I also learnt that being a new manager is not always easy; people have to gain confidence in you. I remember one of our donors asking the ED to come and make a presentation at a Pan-African Gender Conference they were hosting. Colleen was not available to go, and told them that I, as the manager of the programme, would make the presentation. This was not well received by the donor organisation, they wanted Colleen! As I was new to the programme they feared I would not be able to handle questions from their group! So there was a bit of an exchange, but Colleen being Colleen, insisted that it would be me or no one! I went, over prepared for the session. The session went well, the group indeed asked a lot of questions, and we had such a good discussion! I later received an email from the big boss of that organisation, thanking me for a “wonderful” session. Mind you she wasn’t even there, but said she had received very good feedback. That made me feel good!
But that was not even the worst! In early December the SADC Gender Unit had asked Colleen to give a presentation at a regional Gender training workshop. We had just come back from Malawi. When I got home I noticed a missed call from her: had I known what she was going to say, honestly, I would not have returned the call. To my shock she had decided she could not make it, and asked me to go and make the presentation! Oh my goodness, I thought, what can I possibly say to those government officials! Believe me I tried in vain to wiggle out of it, but she wouldn’t budge.
Everything that could have gone wrong that morning went wrong. I was stuck in traffic, arrived half an hour late. The programme had to be rearranged to accommodate my late arrival. When I finally arrived, Magdeline Madibela, Head of SADC Gender Unit, gave me an astounding welcome and introduction. That increases the pressure for an excellent delivery. I could see the participants were tired, and somewhat bored. My mind raced around for an icebreaker. Thank goodness for the times I had seen Colleen facilitate, so I knew a couple of her tricks. I asked the participants to join in a massage exercise (rub my back and I will rub yours). Wow it did wonders, they enjoyed it! Their mood lightened and they engaged with my presentation. They were very impressed by the work of the Alliance and the Barometer. There was so much discussion after that session, I felt so good about it, and it did wonders to my confidence! Only then did I appreciate being thrown into the deep end. When we are challenged enough, our true colours shine.

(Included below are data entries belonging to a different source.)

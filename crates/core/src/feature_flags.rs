//! Reader and writer feature flags
//!
//! A manifest advertises which on-disk features it relies on. A process that
//! finds a bit it does not know must refuse to read (reader flags) or write
//! (writer flags) rather than guess.

use crate::error::{Error, Result};
use crate::manifest::Manifest;

/// Fragments may carry deletion files
pub const FLAG_DELETION_FILES: u64 = 1;
/// Fragments carry stable row-id sequences
pub const FLAG_STABLE_ROW_IDS: u64 = 2;
/// Manifest carries a table config map
pub const FLAG_TABLE_CONFIG: u64 = 4;

/// Every bit this build understands
pub const FLAG_KNOWN: u64 = FLAG_DELETION_FILES | FLAG_STABLE_ROW_IDS | FLAG_TABLE_CONFIG;

/// Recompute flags from manifest contents.
///
/// The stable row-id bit is sticky: once a table tracks row ids it keeps
/// doing so for its whole history.
pub fn apply_feature_flags(manifest: &mut Manifest, enable_stable_row_ids: bool) -> Result<()> {
    let mut reader = 0;
    let mut writer = 0;

    if manifest
        .fragments
        .iter()
        .any(|f| f.deletion_file.is_some())
    {
        reader |= FLAG_DELETION_FILES;
        writer |= FLAG_DELETION_FILES;
    }

    let stable = enable_stable_row_ids || manifest.uses_stable_row_ids();
    if stable {
        if let Some(frag) = manifest.fragments.iter().find(|f| f.row_id_meta.is_none()) {
            return Err(Error::internal(format!(
                "fragment {} has no row id sequence in a table with stable row ids",
                frag.id
            )));
        }
        reader |= FLAG_STABLE_ROW_IDS;
        writer |= FLAG_STABLE_ROW_IDS;
    }

    if !manifest.config.is_empty() {
        writer |= FLAG_TABLE_CONFIG;
    }

    manifest.reader_feature_flags = reader;
    manifest.writer_feature_flags = writer;
    Ok(())
}

fn check(flags: u64, what: &str) -> Result<()> {
    let unknown = flags & !FLAG_KNOWN;
    if unknown != 0 {
        return Err(Error::UnsupportedFeature(format!(
            "{} flags contain unknown bits {:#x}",
            what, unknown
        )));
    }
    Ok(())
}

/// Fail unless every reader flag is understood
pub fn can_read(manifest: &Manifest) -> Result<()> {
    check(manifest.reader_feature_flags, "reader")
}

/// Fail unless every writer flag is understood
pub fn can_write(manifest: &Manifest) -> Result<()> {
    check(manifest.writer_feature_flags, "writer")
}
//! Table engine for Tessel
//!
//! This crate puts the lower layers together behind a [`Table`] handle:
//! - Table: open/create, checkout, every commit operation
//! - Deletion overlay: turning row selections into deletion files
//! - Row id index: stable row id to physical address lookup
//! - Compaction: planning and committing fragment rewrites
//! - Cleanup: removing versions nobody references
//! - Scan/take: row-level readers over one version
//!
//! The engine is the only component that knows about:
//! - Which commit handler a store needs
//! - Writer configuration (`tessel.toml`)
//! - How row filters become deletion vectors

#![warn(missing_docs)]
#![warn(clippy::all)]

pub mod cleanup;
pub mod compaction;
pub mod deletion;
pub mod filter;
pub mod row_id_index;
pub mod scan;
pub mod table;

pub use cleanup::{cleanup_old_versions, CleanupStats};
pub use compaction::{
    plan_compaction, CompactionMetrics, CompactionOptions, CompactionPlan, CompactionTask,
    FragmentRewriter, MetadataOnlyRewriter, RewriteInput, RewrittenFragment,
};
pub use deletion::{apply_deletions, deleted_rows, mark_deleted, DeletionOutcome};
pub use filter::{FnFilter, OffsetFilter, RowFilter};
pub use row_id_index::RowIdIndex;
pub use scan::{scan, take_rows, ScanOptions, ScanRow};
pub use table::{ConfigError, Table, TableBuilder, TableConfig, VersionInfo, CONFIG_FILE_NAME};
//! In-memory object store
//!
//! A `BTreeMap` behind a `parking_lot::RwLock`. Listing is a range scan, so
//! results come back sorted for free. Conditional put can be switched off to
//! model stores that need an external manifest store.

use crate::object_store::{conditional_put_unsupported, ObjectStore};
use parking_lot::RwLock;
use std::collections::BTreeMap;
use std::sync::atomic::{AtomicU64, Ordering};
use tessel_core::{Error, Result};

static NEXT_STORE_ID: AtomicU64 = AtomicU64::new(1);

/// Object store held entirely in memory
#[derive(Debug)]
pub struct MemoryObjectStore {
    uri: String,
    objects: RwLock<BTreeMap<String, Vec<u8>>>,
    conditional_put: bool,
}

impl MemoryObjectStore {
    /// Create an empty store with atomic put-if-absent
    pub fn new() -> Self {
        let id = NEXT_STORE_ID.fetch_add(1, Ordering::Relaxed);
        MemoryObjectStore {
            uri: format!("memory://{}", id),
            objects: RwLock::new(BTreeMap::new()),
            conditional_put: true,
        }
    }

    /// Create a store that refuses conditional puts
    pub fn without_conditional_put() -> Self {
        MemoryObjectStore {
            conditional_put: false,
            ..Self::new()
        }
    }

    /// Number of stored objects
    pub fn len(&self) -> usize {
        self.objects.read().len()
    }

    /// True if the store holds no objects
    pub fn is_empty(&self) -> bool {
        self.objects.read().is_empty()
    }
}

impl Default for MemoryObjectStore {
    fn default() -> Self {
        Self::new()
    }
}

impl ObjectStore for MemoryObjectStore {
    fn uri(&self) -> String {
        self.uri.clone()
    }

    fn get(&self, path: &str) -> Result<Vec<u8>> {
        self.objects
            .read()
            .get(path)
            .cloned()
            .ok_or_else(|| Error::not_found(path))
    }

    fn put(&self, path: &str, data: &[u8]) -> Result<()> {
        self.objects.write().insert(path.to_string(), data.to_vec());
        Ok(())
    }

    fn put_if_absent(&self, path: &str, data: &[u8]) -> Result<()> {
        if !self.conditional_put {
            return Err(conditional_put_unsupported(&self.uri));
        }
        let mut objects = self.objects.write();
        if objects.contains_key(path) {
            return Err(Error::AlreadyExists {
                path: path.to_string(),
            });
        }
        objects.insert(path.to_string(), data.to_vec());
        Ok(())
    }

    fn supports_conditional_put(&self) -> bool {
        self.conditional_put
    }

    fn delete(&self, path: &str) -> Result<()> {
        self.objects.write().remove(path);
        Ok(())
    }

    fn exists(&self, path: &str) -> Result<bool> {
        Ok(self.objects.read().contains_key(path))
    }

    fn list(&self, prefix: &str) -> Result<Vec<String>> {
        Ok(self
            .objects
            .read()
            .range(prefix.to_string()..)
            .take_while(|(k, _)| k.starts_with(prefix))
            .map(|(k, _)| k.clone())
            .collect())
    }
}
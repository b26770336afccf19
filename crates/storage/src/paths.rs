//! Table directory layout
//!
//! ```text
//! <table_root>/
//!   data/*                        immutable column data files
//!   _versions/{name}.manifest     one manifest per version
//!   _indices/{uuid}/*             secondary index files
//!   _deletions/{fragment_id}-{read_version}-{id}.{arrow|bin}
//!   _transactions/{read_version}-{uuid}.txn
//!   _rowids/{uuid}.rowids         row-id sequences too large to inline
//!   _refs/tags/{tag}.txt          tag markers
//!   _blobs/                       blob sub-table with the same layout
//! ```

use crate::naming::manifest_file_name;
use tessel_core::{DeletionFile, ManifestNamingScheme};
use uuid::Uuid;

/// Directory of data files
pub const DATA_DIR: &str = "data";
/// Directory of manifests
pub const VERSIONS_DIR: &str = "_versions";
/// Directory of index files
pub const INDICES_DIR: &str = "_indices";
/// Directory of deletion files
pub const DELETIONS_DIR: &str = "_deletions";
/// Directory of transaction files
pub const TRANSACTIONS_DIR: &str = "_transactions";
/// Directory of external row-id sequences
pub const ROW_IDS_DIR: &str = "_rowids";
/// Directory of tag markers
pub const TAGS_DIR: &str = "_refs/tags";
/// Directory of the blob sub-table
pub const BLOBS_DIR: &str = "_blobs";

/// Path builder for one table inside an object store
#[derive(Debug, Clone, Default, PartialEq, Eq)]
pub struct TablePaths {
    base: String,
}

impl TablePaths {
    /// Layout rooted at the store root
    pub fn root() -> Self {
        TablePaths::default()
    }

    /// Layout rooted at a sub-directory
    pub fn at(base: impl Into<String>) -> Self {
        let mut base = base.into();
        while base.ends_with('/') {
            base.pop();
        }
        TablePaths { base }
    }

    /// Layout of the blob sub-table
    pub fn blobs(&self) -> Self {
        TablePaths::at(self.join(BLOBS_DIR))
    }

    /// Base prefix ("" for the store root)
    pub fn base(&self) -> &str {
        &self.base
    }

    fn join(&self, rel: &str) -> String {
        if self.base.is_empty() {
            rel.to_string()
        } else {
            format!("{}/{}", self.base, rel)
        }
    }

    /// `_versions/` listing prefix
    pub fn versions_prefix(&self) -> String {
        self.join(&format!("{}/", VERSIONS_DIR))
    }

    /// Canonical manifest path for a version
    pub fn manifest(&self, scheme: ManifestNamingScheme, version: u64) -> String {
        self.join(&format!(
            "{}/{}",
            VERSIONS_DIR,
            manifest_file_name(scheme, version)
        ))
    }

    /// Transaction file path
    pub fn transaction(&self, read_version: u64, uuid: &Uuid) -> String {
        self.join(&format!(
            "{}/{}-{}.txn",
            TRANSACTIONS_DIR, read_version, uuid
        ))
    }

    /// `_transactions/` listing prefix
    pub fn transactions_prefix(&self) -> String {
        self.join(&format!("{}/", TRANSACTIONS_DIR))
    }

    /// Deletion file path for a fragment
    pub fn deletion_file(&self, fragment_id: u64, deletion: &DeletionFile) -> String {
        self.join(&format!(
            "{}/{}-{}-{}.{}",
            DELETIONS_DIR,
            fragment_id,
            deletion.read_version,
            deletion.id,
            deletion.file_type.suffix()
        ))
    }

    /// `_deletions/` listing prefix
    pub fn deletions_prefix(&self) -> String {
        self.join(&format!("{}/", DELETIONS_DIR))
    }

    /// Data file path from the name stored in a [`tessel_core::DataFile`]
    pub fn data_file(&self, name: &str) -> String {
        self.join(&format!("{}/{}", DATA_DIR, name))
    }

    /// `data/` listing prefix
    pub fn data_prefix(&self) -> String {
        self.join(&format!("{}/", DATA_DIR))
    }

    /// Directory holding an index's files
    pub fn index_dir(&self, uuid: &Uuid) -> String {
        self.join(&format!("{}/{}", INDICES_DIR, uuid))
    }

    /// External row-id sequence path
    pub fn row_ids(&self, uuid: &Uuid) -> String {
        self.join(&format!("{}/{}.rowids", ROW_IDS_DIR, uuid))
    }

    /// `_rowids/` listing prefix
    pub fn row_ids_prefix(&self) -> String {
        self.join(&format!("{}/", ROW_IDS_DIR))
    }

    /// Tag marker path
    pub fn tag(&self, name: &str) -> String {
        self.join(&format!("{}/{}.txt", TAGS_DIR, name))
    }

    /// `_refs/tags/` listing prefix
    pub fn tags_prefix(&self) -> String {
        self.join(&format!("{}/", TAGS_DIR))
    }
}
//! Row-level readers over a manifest
//!
//! Column values live in data files owned by the file-format layer; these
//! readers resolve which rows a version exposes and where they live.

use crate::filter::RowFilter;
use crate::row_id_index::RowIdIndex;
use rustc_hash::FxHashMap;
use std::collections::BTreeSet;
use tessel_core::{DeletionVector, Error, Manifest, Result, RowAddress};
use tessel_durability::{read_deletion_vector, read_row_ids};
use tessel_storage::{ObjectStore, TablePaths};

/// Options for [`scan`]
#[derive(Debug, Clone, Copy, Default)]
pub struct ScanOptions<'a> {
    /// Also yield soft-deleted rows, flagged with [`ScanRow::deleted`]
    pub include_deleted: bool,
    /// Only yield rows this filter selects
    pub filter: Option<&'a dyn RowFilter>,
}

impl<'a> ScanOptions<'a> {
    /// Include deleted rows (builder pattern)
    pub fn with_deleted(mut self) -> Self {
        self.include_deleted = true;
        self
    }

    /// Restrict to rows matching `filter` (builder pattern)
    pub fn with_filter(mut self, filter: &'a dyn RowFilter) -> Self {
        self.filter = Some(filter);
        self
    }
}

/// One row yielded by [`scan`]
#[derive(Debug, Clone, Copy, PartialEq, Eq)]
pub struct ScanRow {
    /// Stable row id, or the address when stable row ids are off
    pub row_id: u64,
    /// Current physical location
    pub address: RowAddress,
    /// True if the row is soft-deleted
    pub deleted: bool,
}

/// Rows of `manifest` in fragment order.
///
/// Deleted rows are skipped unless `options.include_deleted` is set; the
/// filter is applied on top of the deletion overlay.
pub fn scan(
    store: &dyn ObjectStore,
    paths: &TablePaths,
    manifest: &Manifest,
    options: &ScanOptions<'_>,
) -> Result<Vec<ScanRow>> {
    let stable = manifest.uses_stable_row_ids();
    let mut rows = Vec::new();
    for fragment in &manifest.fragments {
        let dv = read_deletion_vector(store, paths, fragment)?;
        let selected: Option<BTreeSet<u32>> = match options.filter {
            Some(filter) => Some(filter.matching_offsets(fragment)?.into_iter().collect()),
            None => None,
        };
        let row_ids: Option<Vec<u64>> = if stable {
            let meta = fragment.row_id_meta.as_ref().ok_or_else(|| {
                Error::corrupt_manifest(
                    "scan",
                    format!("fragment {} has no row id sequence", fragment.id),
                )
            })?;
            Some(read_row_ids(store, meta)?.iter().collect())
        } else {
            None
        };

        let physical = u32::try_from(fragment.physical_rows)
            .map_err(|_| Error::invalid_input(format!("fragment {} is too large", fragment.id)))?;
        for offset in 0..physical {
            let deleted = dv.contains(offset);
            if deleted && !options.include_deleted {
                continue;
            }
            if selected.as_ref().is_some_and(|s| !s.contains(&offset)) {
                continue;
            }
            let address = RowAddress::try_new(fragment.id, offset)?;
            let row_id = match &row_ids {
                Some(ids) => *ids.get(offset as usize).ok_or_else(|| {
                    Error::corrupt_manifest(
                        "scan",
                        format!(
                            "fragment {} has {} rows but fewer row ids",
                            fragment.id, fragment.physical_rows
                        ),
                    )
                })?,
                None => address.as_u64(),
            };
            rows.push(ScanRow {
                row_id,
                address,
                deleted,
            });
        }
    }
    Ok(rows)
}

/// Resolve row ids to live addresses.
///
/// Unknown and deleted rows resolve to `None`; the output is parallel to
/// `row_ids`.
pub fn take_rows(
    store: &dyn ObjectStore,
    paths: &TablePaths,
    manifest: &Manifest,
    index: &RowIdIndex,
    row_ids: &[u64],
) -> Result<Vec<Option<RowAddress>>> {
    let mut deletions: FxHashMap<u64, DeletionVector> = FxHashMap::default();
    let mut out = Vec::with_capacity(row_ids.len());
    for &row_id in row_ids {
        let Some(address) = index.get(row_id) else {
            out.push(None);
            continue;
        };
        let fragment_id = address.fragment_id() as u64;
        let Some(fragment) = manifest.fragment(fragment_id) else {
            out.push(None);
            continue;
        };
        if !deletions.contains_key(&fragment_id) {
            deletions.insert(fragment_id, read_deletion_vector(store, paths, fragment)?);
        }
        let deleted = deletions
            .get(&fragment_id)
            .is_some_and(|dv| dv.contains(address.offset()));
        out.push(if deleted { None } else { Some(address) });
    }
    Ok(out)
}
//! Table schema: a depth-first list of fields
//!
//! Each field has a stable integer id. Nested fields point at their parent
//! through `parent_id`; top-level fields use [`ROOT_PARENT_ID`]. Field ids are
//! what data files and indices refer to, so renames and reorders never
//! invalidate them.

use crate::error::{Error, Result};
use serde::{Deserialize, Serialize};
use std::collections::{BTreeMap, BTreeSet};

/// Parent id of a top-level field
pub const ROOT_PARENT_ID: i32 = -1;

/// One column (or nested child) of the table
#[derive(Debug, Clone, PartialEq, Eq, Serialize, Deserialize)]
pub struct Field {
    /// Stable field id, unique within the schema
    pub id: i32,
    /// Parent field id, or [`ROOT_PARENT_ID`]
    pub parent_id: i32,
    /// Field name
    pub name: String,
    /// Logical type name understood by the file format (e.g. "int64", "struct")
    pub logical_type: String,
    /// Whether the field may hold nulls
    pub nullable: bool,
}

impl Field {
    /// Create a nullable top-level field
    pub fn new(id: i32, name: impl Into<String>, logical_type: impl Into<String>) -> Self {
        Field {
            id,
            parent_id: ROOT_PARENT_ID,
            name: name.into(),
            logical_type: logical_type.into(),
            nullable: true,
        }
    }

    /// Set the parent field (builder pattern)
    pub fn with_parent(mut self, parent_id: i32) -> Self {
        self.parent_id = parent_id;
        self
    }

    /// Set nullability (builder pattern)
    pub fn with_nullable(mut self, nullable: bool) -> Self {
        self.nullable = nullable;
        self
    }

    /// True if this field has no parent
    pub fn is_top_level(&self) -> bool {
        self.parent_id == ROOT_PARENT_ID
    }
}

/// Ordered list of fields plus free-form metadata
#[derive(Debug, Clone, Default, PartialEq, Eq, Serialize, Deserialize)]
pub struct Schema {
    /// Fields in depth-first order
    pub fields: Vec<Field>,
    /// Schema-level metadata
    #[serde(default)]
    pub metadata: BTreeMap<String, String>,
}

impl Schema {
    /// Create and validate a schema
    pub fn new(fields: Vec<Field>) -> Result<Self> {
        let schema = Schema {
            fields,
            metadata: BTreeMap::new(),
        };
        schema.validate()?;
        Ok(schema)
    }

    /// Check id uniqueness and depth-first parent ordering.
    pub fn validate(&self) -> Result<()> {
        let mut seen = BTreeSet::new();
        for field in &self.fields {
            if field.id < 0 {
                return Err(Error::invalid_input(format!(
                    "field '{}' has negative id {}",
                    field.name, field.id
                )));
            }
            if field.parent_id != ROOT_PARENT_ID && !seen.contains(&field.parent_id) {
                return Err(Error::invalid_input(format!(
                    "field '{}' references parent {} which does not precede it",
                    field.name, field.parent_id
                )));
            }
            if !seen.insert(field.id) {
                return Err(Error::invalid_input(format!(
                    "duplicate field id {}",
                    field.id
                )));
            }
        }
        Ok(())
    }

    /// Largest field id, or `None` for an empty schema
    pub fn max_field_id(&self) -> Option<i32> {
        self.fields.iter().map(|f| f.id).max()
    }

    /// Look up a field by id
    pub fn field(&self, id: i32) -> Option<&Field> {
        self.fields.iter().find(|f| f.id == id)
    }

    /// Look up a top-level field by name
    pub fn field_by_name(&self, name: &str) -> Option<&Field> {
        self.fields
            .iter()
            .find(|f| f.is_top_level() && f.name == name)
    }

    /// True if the schema contains the field id
    pub fn contains(&self, id: i32) -> bool {
        self.field(id).is_some()
    }

    /// All field ids
    pub fn field_ids(&self) -> BTreeSet<i32> {
        self.fields.iter().map(|f| f.id).collect()
    }

    /// Number of fields, including nested ones
    pub fn len(&self) -> usize {
        self.fields.len()
    }

    /// True if there are no fields
    pub fn is_empty(&self) -> bool {
        self.fields.is_empty()
    }

    /// Keep only the given fields and their ancestors, preserving order.
    pub fn project(&self, ids: &BTreeSet<i32>) -> Schema {
        let mut keep: BTreeSet<i32> = BTreeSet::new();
        for &id in ids {
            let mut cursor = self.field(id);
            while let Some(field) = cursor {
                if !keep.insert(field.id) {
                    break;
                }
                cursor = if field.is_top_level() {
                    None
                } else {
                    self.field(field.parent_id)
                };
            }
        }
        Schema {
            fields: self
                .fields
                .iter()
                .filter(|f| keep.contains(&f.id))
                .cloned()
                .collect(),
            metadata: self.metadata.clone(),
        }
    }

    /// Field ids present in `self` but absent from `other`
    pub fn removed_in(&self, other: &Schema) -> BTreeSet<i32> {
        let remaining = other.field_ids();
        self.field_ids()
            .into_iter()
            .filter(|id| !remaining.contains(id))
            .collect()
    }
}
/// Replace `old_ids` with `new` in place when they are contiguous,
/// otherwise drop them and append `new` at the end.
fn splice_fragments(fragments: &mut Vec<Fragment>, old_ids: &BTreeSet<u64>, new: Vec<Fragment>) {
    let positions: Vec<usize> = fragments
        .iter()
        .enumerate()
        .filter(|(_, f)| old_ids.contains(&f.id))
        .map(|(i, _)| i)
        .collect();
    let contiguous = positions.windows(2).all(|w| w[1] == w[0] + 1);
    match (positions.first(), positions.last()) {
        (Some(&first), Some(&last)) if contiguous => {
            fragments.splice(first..=last, new);
        }
        _ => {
            fragments.retain(|f| !old_ids.contains(&f.id));
            fragments.extend(new);
        }
    }
}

This is just the beginning of more learning; these past five months have been amazing, and I’ve learnt so much, through my mistakes and just persevering. I’ve grown professionally and as an individual. It hasn’t always been easy, the pressure is high, and working hours are often long. The consolation for me is the continuous growth and development. I’ve changed in the past two years: for the better. I haven’t done this on my own; I owe it to the wonderful team that I work with, and to those who saw in me, what I never thought I had.
Mukayi Makaya Magarangoma, Alliance and Partnership Manager.
5 thoughts on “Mukayi Makaya”
Go girl, So proud of you!
Good for you Mukayi, I Can relate to your experience.
Yes yes you can do it girl. I’m happy for your. Congrats to GL for giving you the opportunity to unleash your potential. We all need that at one point in over lives.
I am so proud of you my dear, and I know you will make it!All the best and I will support you all the way!